Kim Burch steht in ihrem Zebra-Pyjama und ihren beiden Söhnen vor den Duschcontainern und hat keine Anwälte gegen Fernsehkameras. Moderatorinnen im Kostüm nähern sich ihr. Es ist nicht mehr lange bis zur Trauung, wenn sie wieder etwas anderes zu berichten haben werden, aber so lange müssen die Camper herhalten. Viele öffnen ihre Zelte vor Schreck gar nicht mehr.

Draußen auf dem Rasen haben die Geschäftemacher Stellung bezogen: Eine Pediküre für 39 Euro im Vanity Van? Eine Nagelmodellage zur Feier des Tages? Pimm’s? Fish and Chips? Martini aus Plastikflaschen?

Aber dann projizieren sie endlich die Royals auf die Leinwand, die Anwohner, die sich aus Sorge um ihren heiligen Rasen erst gegen dieses Camp gewehrt hatten, kommen vorbei, die Garden Party kann beginnen. In der Westminster Abbey klingt Gesang aus den Kehlen junger Chorknaben. Unter der Leinwand in Clapham Common rinnt Cidre in die Kehlen junger Briten. Vor dem Altar steht Prinz William, der immer davon schwärmt, wie gerne er unerkannt bei Tesco’s Eiscreme kauft und „auf dem Sofa Pizza isst“, der gerne Normalität mit Banalität verwechselt, aber trotzdem eben im Begriff ist, die Voraussetzungen für den Erhalt der Monarchie zu schaffen. Solange er es fertigbringt, nicht zu sterben, wird er irgendwann König werden.

Es ist ja völlig nebensächlich, ob einer für oder gegen die Monarchie ist. Die Frage stellt sich gar nicht, findet Kim. Denn die Durchdringung der englischen Gesellschaft mit der königlichen Familie ist total.

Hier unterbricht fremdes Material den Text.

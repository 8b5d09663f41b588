//! Reward-ledger constants, transaction typing, and pure balance logic.
//!
//! The ledger records every point change as an immutable transaction row.
//! A user's balance is always derivable from the full transaction history;
//! the `rewards.points` column is a running total maintained alongside it.

use std::fmt;
use std::str::FromStr;

use serde::{Deserialize, Serialize};

// ---------------------------------------------------------------------------
// Reward amounts
// ---------------------------------------------------------------------------

/// Points granted for submitting a verified waste report.
pub const REPORT_REWARD_POINTS: i32 = 10;

/// Points granted for collecting a reported waste item.
pub const COLLECT_REWARD_POINTS: i32 = 15;

// ---------------------------------------------------------------------------
// Transaction typing
// ---------------------------------------------------------------------------

/// Typed reason for a ledger transaction.
///
/// Stored as a string in the `transactions.type` column. Earning types add
/// to the balance, `Redeemed` subtracts.
#[derive(Debug, Clone, Copy, PartialEq, Eq, Serialize, Deserialize)]
#[serde(rename_all = "snake_case")]
pub enum TransactionType {
    EarnedReport,
    EarnedCollect,
    Redeemed,
}

impl TransactionType {
    /// The string stored in the `transactions.type` column.
    pub fn as_str(self) -> &'static str {
        match self {
            Self::EarnedReport => "earned_report",
            Self::EarnedCollect => "earned_collect",
            Self::Redeemed => "redeemed",
        }
    }

    /// Whether this transaction type adds to the balance.
    pub fn is_earning(self) -> bool {
        matches!(self, Self::EarnedReport | Self::EarnedCollect)
    }
}

impl fmt::Display for TransactionType {
    fn fmt(&self, f: &mut fmt::Formatter<'_>) -> fmt::Result {
        f.write_str(self.as_str())
    }
}

impl FromStr for TransactionType {
    type Err = String;

    fn from_str(s: &str) -> Result<Self, Self::Err> {
        match s {
            "earned_report" => Ok(Self::EarnedReport),
            "earned_collect" => Ok(Self::EarnedCollect),
            "redeemed" => Ok(Self::Redeemed),
            other => Err(format!("Unknown transaction type: {other}")),
        }
    }
}

// ---------------------------------------------------------------------------
// Balance derivation
// ---------------------------------------------------------------------------

/// A (type, amount) pair from the ledger. Amounts are always positive;
/// the sign is carried by the type.
#[derive(Debug, Clone, Copy)]
pub struct LedgerEntry {
    pub kind: TransactionType,
    pub amount: i32,
}

/// Compute a balance from ledger entries: earning types add, redemptions
/// subtract, and the result is floored at zero.
///
/// The input must be the user's FULL transaction history. Summing only a
/// recent page of transactions produces a wrong balance for any user with
/// more transactions than the page size.
pub fn balance(entries: &[LedgerEntry]) -> i64 {
    let sum: i64 = entries
        .iter()
        .map(|e| {
            if e.kind.is_earning() {
                e.amount as i64
            } else {
                -(e.amount as i64)
            }
        })
        .sum();
    sum.max(0)
}

#[cfg(test)]
mod tests {
    use super::*;

    fn entry(kind: TransactionType, amount: i32) -> LedgerEntry {
        LedgerEntry { kind, amount }
    }

    #[test]
    fn test_transaction_type_round_trip() {
        for kind in [
            TransactionType::EarnedReport,
            TransactionType::EarnedCollect,
            TransactionType::Redeemed,
        ] {
            assert_eq!(kind.as_str().parse::<TransactionType>(), Ok(kind));
        }
        assert!("earned_mystery".parse::<TransactionType>().is_err());
    }

    #[test]
    fn test_balance_empty_history_is_zero() {
        assert_eq!(balance(&[]), 0);
    }

    #[test]
    fn test_balance_sums_earnings_minus_redemptions() {
        let entries = [
            entry(TransactionType::EarnedReport, 10),
            entry(TransactionType::EarnedCollect, 15),
            entry(TransactionType::Redeemed, 5),
        ];
        assert_eq!(balance(&entries), 20);
    }

    #[test]
    fn test_balance_is_floored_at_zero() {
        let entries = [
            entry(TransactionType::EarnedReport, 10),
            entry(TransactionType::Redeemed, 50),
        ];
        assert_eq!(balance(&entries), 0);
    }

    /// Summing only the 10 most recent transactions produces the wrong
    /// balance once an older transaction falls off the page: 10 reports of
    /// 10 points each plus one older redemption of 50 must net to 50, but
    /// the newest-10 page misses the redemption and reports 100.
    #[test]
    fn test_balance_requires_full_history_not_recent_page() {
        // Oldest first: the redemption, then ten report earnings.
        let mut history = vec![entry(TransactionType::Redeemed, 50)];
        history.extend((0..10).map(|_| entry(TransactionType::EarnedReport, 10)));

        assert_eq!(balance(&history), 50);

        // The ten newest entries exclude the redemption.
        let recent_page = &history[history.len() - 10..];
        assert_eq!(balance(recent_page), 100);
        assert_ne!(balance(&history), balance(recent_page));
    }
}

Wenn der bessergestellte Untertan den Kühlschrank öffnet, kühlen dort Produkte „By Appointment to the Queen“. Damit die englische Briefmarke klebt, muss man die Queen hinterrücks anlecken und verschafft ihr damit jedes Mal aufs Neue Halt.

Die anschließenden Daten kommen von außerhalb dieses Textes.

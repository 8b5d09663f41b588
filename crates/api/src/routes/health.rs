use axum::extract::State;
use axum::{routing::get, Json, Router};
use serde::Serialize;

use crate::state::AppState;

/// Health check response payload.
#[derive(Serialize)]
pub struct HealthResponse {
    /// Overall service status.
    pub status: &'static str,
    /// Crate version from Cargo.toml.
    pub version: &'static str,
    /// Whether the database is reachable.
    pub db_healthy: bool,
}

/// GET /health -- returns service and database health.
async fn health_check(State(state): State<AppState>) -> Json<HealthResponse> {
    let db_healthy = wastewise_db::health_check(&state.pool).await.is_ok();

    let status = if db_healthy { "ok" } else { "degraded" };

    Json(HealthResponse {
        status,
        version: env!("CARGO_PKG_VERSION"),
        db_healthy,
    })
}

/// Mount health check routes (intended for root-level, NOT under `/api/v1`).
pub fn router() -> Router<AppState> {
    Router::new().route("/health", get(health_check))
}
//! Handlers for the `/auth` resource (session issue, refresh, logout).
//!
//! There is no password flow: the client authenticates with its wallet
//! provider and presents the resulting email + display name. The server
//! provisions the user row on first sight and issues its own expiring
//! access/refresh token pair, so possession of an email string alone never
//! grants access to the API.

use axum::extract::State;
use axum::http::StatusCode;
use axum::Json;
use chrono::Utc;
use serde::{Deserialize, Serialize};
use wastewise_core::error::CoreError;
use wastewise_db::models::user::{CreateUser, User};
use wastewise_db::repositories::{SessionRepo, UserRepo};

use crate::auth::jwt::{generate_access_token, generate_refresh_token, hash_refresh_token};
use crate::error::{AppError, AppResult};
use crate::middleware::auth::AuthUser;
use crate::state::AppState;

/// Display name used when the identity provider supplies none.
const FALLBACK_NAME: &str = "anonymous user";

// ---------------------------------------------------------------------------
// Request / response types
// ---------------------------------------------------------------------------

/// Request body for `POST /auth/session`.
#[derive(Debug, Deserialize)]
pub struct SessionRequest {
    pub email: String,
    /// Optional display name from the identity provider.
    pub name: Option<String>,
}

/// Request body for `POST /auth/refresh`.
#[derive(Debug, Deserialize)]
pub struct RefreshRequest {
    pub refresh_token: String,
}

/// Successful authentication response returned by session issue and refresh.
#[derive(Debug, Serialize)]
pub struct AuthResponse {
    pub access_token: String,
    pub refresh_token: String,
    /// Access token lifetime in seconds.
    pub expires_in: i64,
    pub user: User,
}

// ---------------------------------------------------------------------------
// Handlers
// ---------------------------------------------------------------------------

/// POST /api/v1/auth/session
///
/// Exchange a wallet-derived identity (email + optional name) for access
/// and refresh tokens, provisioning the user on first login.
pub async fn create_session(
    State(state): State<AppState>,
    Json(input): Json<SessionRequest>,
) -> AppResult<Json<AuthResponse>> {
    let email = input.email.trim();
    if email.is_empty() || !email.contains('@') {
        return Err(AppError::Core(CoreError::Validation(
            "A valid email address is required".into(),
        )));
    }

    let name = match input.name.as_deref().map(str::trim) {
        Some(n) if !n.is_empty() => n.to_string(),
        _ => FALLBACK_NAME.to_string(),
    };

    let user = UserRepo::get_or_create(
        &state.pool,
        &CreateUser {
            email: email.to_string(),
            name,
        },
    )
    .await?;

    tracing::info!(user_id = user.id, "Session issued");

    let response = create_auth_response(&state, user).await?;
    Ok(Json(response))
}

/// POST /api/v1/auth/refresh
///
/// Exchange a valid refresh token for a new access + refresh token pair.
/// The presented token's session is revoked (rotation), so a stolen
/// refresh token stops working the moment its owner uses it.
pub async fn refresh(
    State(state): State<AppState>,
    Json(input): Json<RefreshRequest>,
) -> AppResult<Json<AuthResponse>> {
    let token_hash = hash_refresh_token(&input.refresh_token);

    let session = SessionRepo::find_active_by_hash(&state.pool, &token_hash)
        .await?
        .ok_or_else(|| {
            AppError::Core(CoreError::Unauthorized(
                "Invalid or expired refresh token".into(),
            ))
        })?;

    SessionRepo::revoke(&state.pool, session.id).await?;

    let user = UserRepo::find_by_id(&state.pool, session.user_id)
        .await?
        .ok_or_else(|| AppError::Core(CoreError::Unauthorized("User no longer exists".into())))?;

    let response = create_auth_response(&state, user).await?;
    Ok(Json(response))
}

/// POST /api/v1/auth/logout
///
/// Revoke all of the authenticated user's sessions. Returns 204.
pub async fn logout(auth: AuthUser, State(state): State<AppState>) -> AppResult<StatusCode> {
    let revoked = SessionRepo::revoke_all_for_user(&state.pool, auth.user_id).await?;
    tracing::info!(user_id = auth.user_id, revoked, "User logged out");
    Ok(StatusCode::NO_CONTENT)
}

// ---------------------------------------------------------------------------
// Helpers
// ---------------------------------------------------------------------------

/// Generate a token pair for a user and persist the refresh session.
async fn create_auth_response(state: &AppState, user: User) -> Result<AuthResponse, AppError> {
    let jwt = &state.config.jwt;

    let access_token = generate_access_token(user.id, jwt)
        .map_err(|e| AppError::InternalError(format!("Token generation failed: {e}")))?;

    let (refresh_token, refresh_hash) = generate_refresh_token();
    let expires_at = Utc::now() + chrono::Duration::days(jwt.refresh_token_expiry_days);

    SessionRepo::create(&state.pool, user.id, &refresh_hash, expires_at).await?;

    Ok(AuthResponse {
        access_token,
        refresh_token,
        expires_in: jwt.access_token_expiry_mins * 60,
        user,
    })
}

Und wenn Lisa aus Leicester wegen ihres Teilzeitjobs mit schwer erziehbaren Jugendlichen jeden Penny zweimal umdrehen muss, blickt sie bei jedem zweiten Umdrehen doch nur wieder auf die eingeprägte Queen.

Die Royals sind einfach die Unvermeidlichen. Aber stell dir vor, du musst zu deiner Hochzeit mit der ganzen Familie auf den Balkon zum Küssen? Stell dir vor, zu deiner Hochzeit kommt ein alter Lancaster-Bomber vorbeigeflogen?

Und dann donnern in Clapham Common die Bässe los. Hier sitzt das Volk. Es hat sich längst daran gewöhnt, dass man mit ihm Geschäfte macht. Am Ende wird ihm als teuerste Lösung für die nächsten Jahrzehnte auch noch die gesamte Königsfamilie angedreht. Egal. Sie möchten jetzt nicht mehr interviewt werden. Sie wollen jetzt die Besinnung verlieren. Wer die betäubende Wirkung einer Hochzeit nicht zu schätzen weiß, ist selber schuld.